- Directed by: Premendu Bikash Chaki
- Written by: Samaresh Basu
- Produced by: Nishpal Singh
- Starring: Soham Chakraborty Subhashree Ganguly Ranjit Mullick Rudranil Ghosh
- Production company: Surinder Films Pvt Ltd
- Release date: 23 February 2018;
- Country: India
- Language: Bengali

= Honeymoon (2018 film) =

Indian Bengali-language film

Honeymoon is a 2018 Indian Bengali language comedy drama film directed by Premendu Bikash Chaki and produced by Nispal Singh under the banner of Surinder Films. It stars Soham Chakraborty, Subhashree Ganguly, Ranjit Mullick and Rudranil Ghosh in a lead role.
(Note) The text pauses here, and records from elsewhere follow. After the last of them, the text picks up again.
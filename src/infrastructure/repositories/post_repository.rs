//! Post Repository Implementation

use async_trait::async_trait;
use chrono::{DateTime, Utc};
use sqlx::PgPool;
use uuid::Uuid;

use crate::domain::{
    Counter, Entity, ImageUrl, Post, PostContent, PostId, PostProps, PostRepository, UserId,
};
use crate::infrastructure::database::{corrupt_row, id_of, missing_row, uuid_of};
use crate::shared::error::AppError;

const SELECT_POST: &str = r#"
    SELECT id, author_id, content, images, like_count, comment_count,
           is_private, is_pinned, created_at, updated_at
    FROM posts
"#;

#[derive(Debug, sqlx::FromRow)]
struct PostRow {
    id: Uuid,
    author_id: Uuid,
    content: String,
    images: Vec<String>,
    like_count: i64,
    comment_count: i64,
    is_private: bool,
    is_pinned: bool,
    created_at: DateTime<Utc>,
    updated_at: DateTime<Utc>,
}

impl PostRow {
    fn into_post(self) -> Result<Post, AppError> {
        let images = self
            .images
            .iter()
            .map(|url| ImageUrl::create(url))
            .collect::<Result<Vec<_>, _>>()
            .map_err(corrupt_row)?;

        let props = PostProps {
            author_id: id_of(self.author_id)?,
            content: PostContent::create(&self.content).map_err(corrupt_row)?,
            images,
            like_count: Counter::create(self.like_count).map_err(corrupt_row)?,
            comment_count: Counter::create(self.comment_count).map_err(corrupt_row)?,
            is_private: self.is_private,
            is_pinned: self.is_pinned,
        };

        Post::restore(id_of(self.id)?, props, self.created_at, self.updated_at).map_err(corrupt_row)
    }
}

fn image_values(post: &Post) -> Vec<String> {
    post.images().iter().map(|url| url.value().to_string()).collect()
}

/// PostgreSQL post repository implementation.
#[derive(Clone)]
pub struct PgPostRepository {
    pool: PgPool,
}

impl PgPostRepository {
    pub fn new(pool: PgPool) -> Self {
        Self { pool }
    }
}

#[async_trait]
impl PostRepository for PgPostRepository {
    async fn find_by_id(&self, id: &PostId) -> Result<Option<Post>, AppError> {
        let row = sqlx::query_as::<_, PostRow>(&format!("{SELECT_POST} WHERE id = $1"))
            .bind(uuid_of(id)?)
            .fetch_optional(&self.pool)
            .await?;

        row.map(PostRow::into_post).transpose()
    }

    async fn find_by_author_id(&self, author_id: &UserId) -> Result<Vec<Post>, AppError> {
        let rows = sqlx::query_as::<_, PostRow>(&format!(
            "{SELECT_POST} WHERE author_id = $1 ORDER BY created_at DESC"
        ))
        .bind(uuid_of(author_id)?)
        .fetch_all(&self.pool)
        .await?;

        rows.into_iter().map(PostRow::into_post).collect()
    }

    async fn find_liked_by_user_id(&self, user_id: &UserId) -> Result<Vec<Post>, AppError> {
        let rows = sqlx::query_as::<_, PostRow>(
            r#"
            SELECT p.id, p.author_id, p.content, p.images, p.like_count, p.comment_count,
                   p.is_private, p.is_pinned, p.created_at, p.updated_at
            FROM posts p
            JOIN post_likes l ON l.post_id = p.id
            WHERE l.user_id = $1
            ORDER BY l.created_at DESC
            "#,
        )
        .bind(uuid_of(user_id)?)
        .fetch_all(&self.pool)
        .await?;

        rows.into_iter().map(PostRow::into_post).collect()
    }

    async fn save(&self, post: &Post) -> Result<(), AppError> {
        sqlx::query(
            r#"
            INSERT INTO posts (id, author_id, content, images, like_count, comment_count,
                               is_private, is_pinned, created_at, updated_at)
            VALUES ($1, $2, $3, $4, $5, $6, $7, $8, $9, $10)
            "#,
        )
        .bind(uuid_of(post.id())?)
        .bind(uuid_of(post.author_id())?)
        .bind(post.content().value())
        .bind(image_values(post))
        .bind(post.like_count().value())
        .bind(post.comment_count().value())
        .bind(post.is_private())
        .bind(post.is_pinned())
        .bind(post.created_at())
        .bind(post.updated_at())
        .execute(&self.pool)
        .await?;

        Ok(())
    }

    async fn update(&self, post: &Post) -> Result<(), AppError> {
        let result = sqlx::query(
            r#"
            UPDATE posts
            SET content = $2, images = $3, like_count = $4, comment_count = $5,
                is_private = $6, is_pinned = $7, updated_at = $8
            WHERE id = $1
            "#,
        )
        .bind(uuid_of(post.id())?)
        .bind(post.content().value())
        .bind(image_values(post))
        .bind(post.like_count().value())
        .bind(post.comment_count().value())
        .bind(post.is_private())
        .bind(post.is_pinned())
        .bind(post.updated_at())
        .execute(&self.pool)
        .await?;

        if result.rows_affected() == 0 {
            return Err(missing_row("post", post.id()));
        }
        Ok(())
    }

    async fn increment_like_count(&self, id: &PostId) -> Result<i64, AppError> {
        let count: Option<i64> = sqlx::query_scalar(
            r#"
            UPDATE posts
            SET like_count = like_count + 1, updated_at = GREATEST(updated_at, $2)
            WHERE id = $1
            RETURNING like_count
            "#,
        )
        .bind(uuid_of(id)?)
        .bind(Utc::now())
        .fetch_optional(&self.pool)
        .await?;

        count.ok_or_else(|| missing_row("post", id))
    }

    async fn increment_comment_count(&self, id: &PostId) -> Result<i64, AppError> {
        let count: Option<i64> = sqlx::query_scalar(
            r#"
            UPDATE posts
            SET comment_count = comment_count + 1, updated_at = GREATEST(updated_at, $2)
            WHERE id = $1
            RETURNING comment_count
            "#,
        )
        .bind(uuid_of(id)?)
        .bind(Utc::now())
        .fetch_optional(&self.pool)
        .await?;

        count.ok_or_else(|| missing_row("post", id))
    }
}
The film was released on 23 February 2018.

==Cast==
- Soham Chakraborty as Gitin
- Subhashree Ganguly as Jayati
- Ranjit Mullick as Pranesh Bhattacharya
- Rudranil Ghosh
- Rahul Chakraborty

==Reception==
Debolina Sen of Times of India granted the film three stars out of five and noted "From the title, you would expect it to be a romantic-genre film unless you are aware of the fact that it is a Samaresh Basu-inspired story that has been earlier made into a Soumitra Chatterjee-Aparna Sen-Utpal Dutt starrer, Chhutir Phande (1975)."